Hurricane Milton Rapid Intensification to Category 5 Raises Question of a "Category 6" for Storms

With Hurricane Milton reaching category 5 so quickly, do we need a 'category 6' for storms?


A report in The Independent notes that Hurricane Milton’s rapid intensification to a Category 5  is: just the latest in a series of storms so extreme that the current hurricane scale may no longer fully capture their severity. 

The potential “once in a lifetime” storm rapidly intensified from a Category 1 to a Category 5 hurricane in a matter of a few hours, said The Independent. In the article, AccuWeather lead hurricane expert Alex DaSilva says, “the ocean heat content is at the highest level on record for this time of year in the Gulf of Mexico,” providing Milton with the “rocket fuel” to intensify. 

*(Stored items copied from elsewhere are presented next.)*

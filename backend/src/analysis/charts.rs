//! Declarative chart specifications.
//!
//! Nothing is rendered here. A [`ChartSpec`] carries the series data, its
//! style and the layout constants; [`ChartSpec::to_plotly`] lowers it to a
//! Plotly figure (`{"data": [...], "layout": {...}}`) that a web page can
//! hand straight to `Plotly.newPlot`.
//!
//! # Charts
//!
//! | Chart               | Kind        | x                      | y                    |
//! |---------------------|-------------|------------------------|----------------------|
//! | temperature trend   | line        | dates, input order     | temperature          |
//! | monthly average     | bar         | months present, asc    | mean temperature     |
//! | rainfall trend      | filled line | dates, input order     | rainfall             |

use chrono::NaiveDate;
use serde::Serialize;
use serde_json::{json, Map, Value};

use super::grouping::{monthly_means, MonthlyGroups};
use crate::models::{Charts, WeatherDataset};

/// Visual theme shared by every chart.
pub const THEME: &str = "plotly_white";
/// Hover behaviour of the two daily trend charts.
pub const HOVER_MODE_X_UNIFIED: &str = "x unified";

pub const TEMPERATURE_TREND_TITLE: &str = "Daily Temperature Trend";
pub const MONTHLY_AVERAGE_TITLE: &str = "Average Temperature by Month";
pub const RAINFALL_TREND_TITLE: &str = "Daily Rainfall Trend";

pub const DATE_AXIS_TITLE: &str = "Date";
pub const MONTH_AXIS_TITLE: &str = "Month";
pub const TEMPERATURE_AXIS_TITLE: &str = "Temperature (°C)";
pub const RAINFALL_AXIS_TITLE: &str = "Rainfall (mm)";

pub const TEMPERATURE_COLOR: &str = "teal";
pub const MONTHLY_BAR_COLOR: &str = "orange";
pub const RAINFALL_COLOR: &str = "blue";
pub const RAINFALL_FILL_COLOR: &str = "rgba(0, 0, 255, 0.1)";
pub const LINE_WIDTH: u32 = 2;

/// An x-axis value.
#[derive(Debug, Clone, Copy, PartialEq, Eq, Serialize)]
#[serde(untagged)]
pub enum AxisValue {
    Date(NaiveDate),
    Month(u32),
}

#[derive(Debug, Clone, Copy, PartialEq, Eq, Serialize)]
#[serde(rename_all = "lowercase")]
pub enum SeriesKind {
    Line,
    Bar,
}

/// Area fill under a line series.
#[derive(Debug, Clone, Copy, PartialEq, Eq, Serialize)]
pub enum Fill {
    /// Fill down to y = 0.
    #[serde(rename = "tozeroy")]
    ToZeroY,
}

#[derive(Debug, Clone, PartialEq, Serialize)]
pub struct SeriesStyle {
    pub color: String,
    #[serde(skip_serializing_if = "Option::is_none")]
    pub width: Option<u32>,
    #[serde(skip_serializing_if = "Option::is_none")]
    pub fill: Option<Fill>,
    #[serde(skip_serializing_if = "Option::is_none")]
    pub fill_color: Option<String>,
}

impl SeriesStyle {
    fn line(color: &str) -> Self {
        Self {
            color: color.to_string(),
            width: Some(LINE_WIDTH),
            fill: None,
            fill_color: None,
        }
    }

    fn bar(color: &str) -> Self {
        Self {
            color: color.to_string(),
            width: None,
            fill: None,
            fill_color: None,
        }
    }

    fn filled_to_zero(mut self, fill_color: &str) -> Self {
        self.fill = Some(Fill::ToZeroY);
        self.fill_color = Some(fill_color.to_string());
        self
    }
}

#[derive(Debug, Clone, PartialEq, Serialize)]
pub struct Series {
    pub name: String,
    pub kind: SeriesKind,
    pub x: Vec<AxisValue>,
    pub y: Vec<f64>,
    pub style: SeriesStyle,
}

/// A single-series chart description.
#[derive(Debug, Clone, PartialEq, Serialize)]
pub struct ChartSpec {
    pub title: String,
    pub x_axis_title: String,
    pub y_axis_title: String,
    pub theme: String,
    #[serde(skip_serializing_if = "Option::is_none")]
    pub hover_mode: Option<String>,
    pub series: Series,
}

impl ChartSpec {
    /// Lower to a Plotly figure.
    pub fn to_plotly(&self) -> Value {
        let series = &self.series;
        let mut trace = Map::new();

        match series.kind {
            SeriesKind::Line => {
                trace.insert("type".into(), json!("scatter"));
                trace.insert("mode".into(), json!("lines"));
                let mut line = Map::new();
                line.insert("color".into(), json!(series.style.color));
                if let Some(width) = series.style.width {
                    line.insert("width".into(), json!(width));
                }
                trace.insert("line".into(), Value::Object(line));
            }
            SeriesKind::Bar => {
                trace.insert("type".into(), json!("bar"));
                trace.insert("marker".into(), json!({ "color": series.style.color }));
            }
        }

        trace.insert("name".into(), json!(series.name));
        trace.insert("x".into(), json!(series.x));
        trace.insert("y".into(), json!(series.y));
        if let Some(fill) = series.style.fill {
            trace.insert("fill".into(), json!(fill));
        }
        if let Some(ref fill_color) = series.style.fill_color {
            trace.insert("fillcolor".into(), json!(fill_color));
        }

        let mut layout = Map::new();
        layout.insert("title".into(), json!({ "text": self.title }));
        layout.insert("xaxis".into(), json!({ "title": { "text": self.x_axis_title } }));
        layout.insert("yaxis".into(), json!({ "title": { "text": self.y_axis_title } }));
        layout.insert("template".into(), json!(self.theme));
        if let Some(ref hover_mode) = self.hover_mode {
            layout.insert("hovermode".into(), json!(hover_mode));
        }

        json!({
            "data": [Value::Object(trace)],
            "layout": Value::Object(layout),
        })
    }
}

fn date_axis(dataset: &WeatherDataset) -> Vec<AxisValue> {
    dataset
        .records()
        .iter()
        .map(|r| AxisValue::Date(r.date()))
        .collect()
}

/// Daily temperature as a teal line, dates in input order.
pub fn temperature_trend(dataset: &WeatherDataset) -> ChartSpec {
    ChartSpec {
        title: TEMPERATURE_TREND_TITLE.into(),
        x_axis_title: DATE_AXIS_TITLE.into(),
        y_axis_title: TEMPERATURE_AXIS_TITLE.into(),
        theme: THEME.into(),
        hover_mode: Some(HOVER_MODE_X_UNIFIED.into()),
        series: Series {
            name: "Temperature".into(),
            kind: SeriesKind::Line,
            x: date_axis(dataset),
            y: dataset.records().iter().map(|r| r.temperature()).collect(),
            style: SeriesStyle::line(TEMPERATURE_COLOR),
        },
    }
}

/// Mean temperature per month as orange bars.
pub fn monthly_average(groups: &MonthlyGroups) -> ChartSpec {
    let (months, means): (Vec<AxisValue>, Vec<f64>) = monthly_means(groups)
        .into_iter()
        .map(|(month, mean)| (AxisValue::Month(month), mean))
        .unzip();

    ChartSpec {
        title: MONTHLY_AVERAGE_TITLE.into(),
        x_axis_title: MONTH_AXIS_TITLE.into(),
        y_axis_title: TEMPERATURE_AXIS_TITLE.into(),
        theme: THEME.into(),
        hover_mode: None,
        series: Series {
            name: "Avg Temperature".into(),
            kind: SeriesKind::Bar,
            x: months,
            y: means,
            style: SeriesStyle::bar(MONTHLY_BAR_COLOR),
        },
    }
}

/// Daily rainfall as a blue line filled down to zero.
pub fn rainfall_trend(dataset: &WeatherDataset) -> ChartSpec {
    ChartSpec {
        title: RAINFALL_TREND_TITLE.into(),
        x_axis_title: DATE_AXIS_TITLE.into(),
        y_axis_title: RAINFALL_AXIS_TITLE.into(),
        theme: THEME.into(),
        hover_mode: Some(HOVER_MODE_X_UNIFIED.into()),
        series: Series {
            name: "Rainfall".into(),
            kind: SeriesKind::Line,
            x: date_axis(dataset),
            y: dataset.records().iter().map(|r| r.rainfall()).collect(),
            style: SeriesStyle::line(RAINFALL_COLOR).filled_to_zero(RAINFALL_FILL_COLOR),
        },
    }
}

pub fn build_charts(dataset: &WeatherDataset, groups: &MonthlyGroups) -> Charts {
    Charts {
        temperature_trend: temperature_trend(dataset),
        monthly_average: monthly_average(groups),
        rainfall_trend: rainfall_trend(dataset),
    }
}
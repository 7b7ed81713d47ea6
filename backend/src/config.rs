//! Application configuration.
//!
//! Fixed analysis constants plus the server settings, which can be
//! overridden from the environment (a `.env` file is loaded by the CLI).

use std::env;

/// Default HTTP port.
pub const DEFAULT_PORT: u16 = 3000;

/// Maximum accepted upload size (in bytes).
///
/// 16 MB limit.
pub const MAX_UPLOAD_BYTES: usize = 16 * 1024 * 1024;

/// p-value threshold below which the ANOVA result is reported as significant.
pub const SIGNIFICANCE_LEVEL: f64 = 0.05;

/// Capacity of the log broadcast channel.
pub const LOG_CHANNEL_CAPACITY: usize = 100;

/// Environment variable overriding the server port.
pub const PORT_ENV: &str = "WEATHERSTAT_PORT";

/// Environment variable overriding the upload size limit.
pub const MAX_UPLOAD_ENV: &str = "WEATHERSTAT_MAX_UPLOAD_BYTES";

/// Settings for the HTTP server.
#[derive(Debug, Clone, PartialEq, Eq)]
pub struct ServerConfig {
    pub port: u16,
    pub max_upload_bytes: usize,
}

impl Default for ServerConfig {
    fn default() -> Self {
        Self {
            port: DEFAULT_PORT,
            max_upload_bytes: MAX_UPLOAD_BYTES,
        }
    }
}

impl ServerConfig {
    /// Build the configuration from the process environment.
    ///
    /// Unset or unparseable variables fall back to the defaults.
    pub fn from_env() -> Self {
        Self::from_lookup(|key| env::var(key).ok())
    }

    fn from_lookup(lookup: impl Fn(&str) -> Option<String>) -> Self {
        let defaults = Self::default();
        Self {
            port: lookup(PORT_ENV)
                .and_then(|v| v.trim().parse().ok())
                .unwrap_or(defaults.port),
            max_upload_bytes: lookup(MAX_UPLOAD_ENV)
                .and_then(|v| v.trim().parse().ok())
                .unwrap_or(defaults.max_upload_bytes),
        }
    }

    /// Replace the port, keeping the other settings.
    pub fn with_port(mut self, port: u16) -> Self {
        self.port = port;
        self
    }
}
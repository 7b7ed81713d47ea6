//! # Weatherstat - validation and statistics for daily weather data
//!
//! Weatherstat checks a CSV of daily observations (`Date`, `Temperature`,
//! `Rainfall`) and computes descriptive statistics, a per-month summary, a
//! one-way ANOVA across months and three chart specifications.
//!
//! ## Architecture
//!
//! ```text
//! ┌─────────────┐     ┌─────────────┐     ┌─────────────┐     ┌─────────────┐
//! │   CSV File  │────▶│   Parser    │────▶│  Validator  │────▶│  Analyzer   │
//! │  (ISO/UTF8) │     │  (auto-enc) │     │  (typed)    │     │ (stats+ANOVA)│
//! └─────────────┘     └─────────────┘     └─────────────┘     └─────────────┘
//! ```
//!
//! ## Quick Start
//!
//! ```rust,ignore
//! use weatherstat::{analyze, validate_text};
//!
//! let dataset = validate_text("Date,Temperature,Rainfall\n2024-01-01,3.5,0\n")?;
//! let result = analyze(&dataset)?;
//! println!("mean temperature: {}", result.temperature_summary.mean);
//! ```
//!
//! ## Modules
//!
//! - [`error`] - Error types per layer
//! - [`config`] - Constants and server settings
//! - [`models`] - Weather records, dataset and result types
//! - [`parser`] - CSV parsing with auto-detection
//! - [`validation`] - Column and cell type checks
//! - [`analysis`] - Statistics, grouping, ANOVA, charts and pipeline
//! - [`api`] - HTTP API server

// Core modules
pub mod config;
pub mod error;
pub mod models;

// Parsing
pub mod parser;

// Validation
pub mod validation;

// Analysis
pub mod analysis;

// HTTP API
pub mod api;

// =============================================================================
// Re-exports - Error types
// =============================================================================

pub use error::{
    AnalysisError, PipelineError, PipelineResult, ServerError, ServerResult, ValidationError,
    ValidationErrorKind, ValidationResult,
};

// =============================================================================
// Re-exports - Models
// =============================================================================

pub use models::{
    AnalysisResult, AnovaResult, Charts, MonthlySummary, TemperatureSummary, WeatherDataset,
    WeatherRecord,
};

// =============================================================================
// Re-exports - CSV Parsing
// =============================================================================

pub use parser::{
    decode_content, detect_delimiter, detect_encoding, parse_bytes_auto, parse_file_auto,
    parse_table, parse_text_auto, CsvError, RawRow, RawTable,
};

// =============================================================================
// Re-exports - Validation
// =============================================================================

pub use validation::{parse_date, validate_bytes, validate_table, validate_text};

// =============================================================================
// Re-exports - Analysis
// =============================================================================

pub use analysis::charts::ChartSpec;
pub use analysis::{analyze, analyze_bytes, analyze_file, analyze_text, Report, SourceInfo};

// =============================================================================
// Re-exports - API
// =============================================================================

pub use api::types::{error_response, AnalyzeResponse, ValidateResponse};

// Server
pub mod server {
    pub use crate::api::server::start_server;
}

The storm comes a few days after Helene where work is still ongoing to clean up the debris and wreckage caused by that storm 

Rapid intensification of storms: is prompting some scientists to question whether another classification – Category 6 – should be introduced for the most intense hurricanes that are becoming more frequent. 

For more than 50 years, the National Hurricane Centre has used the Saffir-Simpson Windscale to communicate the risk of tropical cyclones. 

  • Category 1: 74-95mph 

  • Category 2: 96-110mph 

  • Category 3: 111-129mph 

  • Category 4: 130-156mph 

  • Category 5: 157mph or higher 

As The Independent reports: “The last, Category 5, is open-ended. Any storm with wind speeds above 157mph falls in this category. However, several storms in recent years have been reaching increasingly higher upper limits. In a study published earlier this year, researchers said that increasingly intense hurricanes, fuelled by warming ocean waters, could warrant a Category 6, reserved for storms with sustained winds over 192 mph. Climate experts Michael Wehner and Jim Kossin have argued that hurricanes have grown more powerful in recent decades, fuelled by warmer ocean waters. 

The Independent article concludes: “Though the National Hurricane Centre hasn’t proposed adding a Category 6, researchers believe it is important to reassess how hurricanes are categorised. Millions of people depend on the scale’s categorisation to assess the risk from storms. But experts also warn that focusing solely on wind speeds may overshadow the broader dangers of storms, such as storm surges and inland flooding, which can cause severe damage even after a storm is downgraded. 

To this end, when we talk about a category 5 storm reducing to a category 3 due to ‘weakening’ this is based upon the perceived maximum potential of the storm - as per current forecasting methods. Notably, at the onset of the rapid intensification period when the storm was less than a hurricane - in strength - the upper band for maximum winds suggested Cat 5 156mph, and most forecasts consolidated around 140mph (still a Category 4 storm). Within hours, the storm jumped from hurricane strength to this value and quickly advanced to 165mph prompting forecasters to re-evaluate this potential… but with what data?  

The only thing possible at this time was an extrapolation of the maximum forecasts which ultimately presented a guessing game.  In fact, with such an abundance of warm water at depth, Milton, which quickly advanced to 175mph suddenly presented another challenge to forecasters, adding another 10 mph to a seemingly impossible event.  

The only tangible factor to inhibit further strengthening (note the storm did peak at 180mph) was either a proximity to land reducing the availability of warm water to ingest or its succumbing to its own fragility as a moving, spinning mass of moisture and inertia. To this extent, the storm temporality weakened (in maximum wind speed) but this was a trade-off between size of the hurricane wind field. This phenomenon (known as an ‘Eye-wall replacement cycle) is only partially understood with respect to its precursors and timing, but often occurs after a period of rapid intensification inside a hurricane.  

The outcome is perhaps a 10-20% reduction in maximum windspeed (at the centre), but the centre is now 60% larger (possibly more), and so the impact zone of this storm has increased.  

In this example, with a long fetch (ocean track) before land, this storm has ample opportunity to reconsolidate, regain a solid eye-wall structure and present the same maximum winds but this time across an additional 20-30 miles.   

At face value, the weakening is visible, but as for the impact at landfall, the devil is in the detail, the difference of just a few miles in landfall location could make the 10’s of Billions of dollars difference in economic loss. This, in an area already fragile from Helene’s impacts 10 days ago.